### EXERCISE DESCRIPTION
Each entry that follows should be written again verbatim.

(Stored data)
//! Packet timeout accounting.

use std::time::{Duration, Instant};

/// Worst-case USB-serial adapter latency, in milliseconds. Counted twice per
/// packet: once on the way out and once on the way back.
pub const LATENCY_TIMER_MS: f64 = 16.0;

/// Fixed slack added to every packet window, in milliseconds.
const WINDOW_SLACK_MS: f64 = 2.0;

/// Timeout window for one request/response exchange.
///
/// Started when the protocol engine begins waiting for a reply; the engine
/// keeps polling [`crate::Transport::read`] until it has a full packet or
/// [`PacketTimer::is_expired`] returns true.
#[derive(Debug, Clone, Copy)]
pub struct PacketTimer {
    started: Instant,
    window: Duration,
}

impl PacketTimer {
    /// Window for receiving `packet_len` bytes at `msec_per_byte`.
    pub fn for_packet(msec_per_byte: f64, packet_len: usize) -> Self {
        let millis =
            msec_per_byte * packet_len as f64 + LATENCY_TIMER_MS * 2.0 + WINDOW_SLACK_MS;
        Self::millis(millis)
    }

    /// Window of an explicit number of milliseconds.
    ///
    /// Negative and NaN windows clamp to zero. Windows too long for a
    /// [`Duration`] saturate at [`Duration::MAX`].
    pub fn millis(millis: f64) -> Self {
        let window =
            Duration::try_from_secs_f64(millis.max(0.0) / 1000.0).unwrap_or(Duration::MAX);
        Self {
            started: Instant::now(),
            window,
        }
    }

    pub fn window(&self) -> Duration {
        self.window
    }

    pub fn elapsed(&self) -> Duration {
        self.started.elapsed()
    }

    /// Time left before the window closes; zero once expired.
    pub fn remaining(&self) -> Duration {
        self.window.saturating_sub(self.elapsed())
    }

    pub fn is_expired(&self) -> bool {
        self.elapsed() > self.window
    }
}

#[cfg(test)]
mod tests {
    use super::*;
    use crate::transport::msec_per_byte;

    #[test]
    fn window_covers_bytes_latency_and_slack() {
        let per_byte = msec_per_byte(1_000_000);
        let timer = PacketTimer::for_packet(per_byte, 14);
        let expected = per_byte * 14.0 + 34.0;
        assert!((timer.window().as_secs_f64() * 1000.0 - expected).abs() < 1e-3);
    }

    #[test]
    fn slow_link_gets_longer_window() {
        let fast = PacketTimer::for_packet(msec_per_byte(1_000_000), 100);
        let slow = PacketTimer::for_packet(msec_per_byte(9_600), 100);
        assert!(slow.window() > fast.window());
    }

    #[test]
    fn zero_window_expires() {
        let timer = PacketTimer::millis(0.0);
        std::thread::sleep(Duration::from_millis(1));
        assert!(timer.is_expired());
        assert_eq!(timer.remaining(), Duration::ZERO);
    }

    #[test]
    fn negative_window_is_clamped() {
        assert_eq!(PacketTimer::millis(-5.0).window(), Duration::ZERO);
    }

    #[test]
    fn unbounded_window_saturates() {
        let timer = PacketTimer::millis(f64::INFINITY);
        assert_eq!(timer.window(), Duration::MAX);
        assert!(!timer.is_expired());
        assert_eq!(PacketTimer::millis(f64::NAN).window(), Duration::ZERO);
    }

    #[test]
    fn fresh_long_window_is_open() {
        let timer = PacketTimer::millis(60_000.0);
        assert!(!timer.is_expired());
        assert!(timer.remaining() > Duration::from_secs(59));
    }
}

### REPLY
//! Packet timeout accounting.

use std::time::{Duration, Instant};

/// Worst-case USB-serial adapter latency, in milliseconds. Counted twice per
/// packet: once on the way out and once on the way back.
pub const LATENCY_TIMER_MS: f64 = 16.0;

/// Fixed slack added to every packet window, in milliseconds.
const WINDOW_SLACK_MS: f64 = 2.0;

/// Timeout window for one request/response exchange.
///
/// Started when the protocol engine begins waiting for a reply; the engine
/// keeps polling [`crate::Transport::read`] until it has a full packet or
/// [`PacketTimer::is_expired`] returns true.
#[derive(Debug, Clone, Copy)]
pub struct PacketTimer {
    started: Instant,
    window: Duration,
}

impl PacketTimer {
    /// Window for receiving `packet_len` bytes at `msec_per_byte`.
    pub fn for_packet(msec_per_byte: f64, packet_len: usize) -> Self {
        let millis =
            msec_per_byte * packet_len as f64 + LATENCY_TIMER_MS * 2.0 + WINDOW_SLACK_MS;
        Self::millis(millis)
    }

    /// Window of an explicit number of milliseconds.
    ///
    /// Negative and NaN windows clamp to zero. Windows too long for a
    /// [`Duration`] saturate at [`Duration::MAX`].
    pub fn millis(millis: f64) -> Self {
        let window =
            Duration::try_from_secs_f64(millis.max(0.0) / 1000.0).unwrap_or(Duration::MAX);
        Self {
            started: Instant::now(),
            window,
        }
    }

    pub fn window(&self) -> Duration {
        self.window
    }

    pub fn elapsed(&self) -> Duration {
        self.started.elapsed()
    }

    /// Time left before the window closes; zero once expired.
    pub fn remaining(&self) -> Duration {
        self.window.saturating_sub(self.elapsed())
    }

    pub fn is_expired(&self) -> bool {
        self.elapsed() > self.window
    }
}

#[cfg(test)]
mod tests {
    use super::*;
    use crate::transport::msec_per_byte;

    #[test]
    fn window_covers_bytes_latency_and_slack() {
        let per_byte = msec_per_byte(1_000_000);
        let timer = PacketTimer::for_packet(per_byte, 14);
        let expected = per_byte * 14.0 + 34.0;
        assert!((timer.window().as_secs_f64() * 1000.0 - expected).abs() < 1e-3);
    }

    #[test]
    fn slow_link_gets_longer_window() {
        let fast = PacketTimer::for_packet(msec_per_byte(1_000_000), 100);
        let slow = PacketTimer::for_packet(msec_per_byte(9_600), 100);
        assert!(slow.window() > fast.window());
    }

    #[test]
    fn zero_window_expires() {
        let timer = PacketTimer::millis(0.0);
        std::thread::sleep(Duration::from_millis(1));
        assert!(timer.is_expired());
        assert_eq!(timer.remaining(), Duration::ZERO);
    }

    #[test]
    fn negative_window_is_clamped() {
        assert_eq!(PacketTimer::millis(-5.0).window(), Duration::ZERO);
    }

    #[test]
    fn unbounded_window_saturates() {
        let timer = PacketTimer::millis(f64::INFINITY);
        assert_eq!(timer.window(), Duration::MAX);
        assert!(!timer.is_expired());
        assert_eq!(PacketTimer::millis(f64::NAN).window(), Duration::ZERO);
    }

    #[test]
    fn fresh_long_window_is_open() {
        let timer = PacketTimer::millis(60_000.0);
        assert!(!timer.is_expired());
        assert!(timer.remaining() > Duration::from_secs(59));
    }
}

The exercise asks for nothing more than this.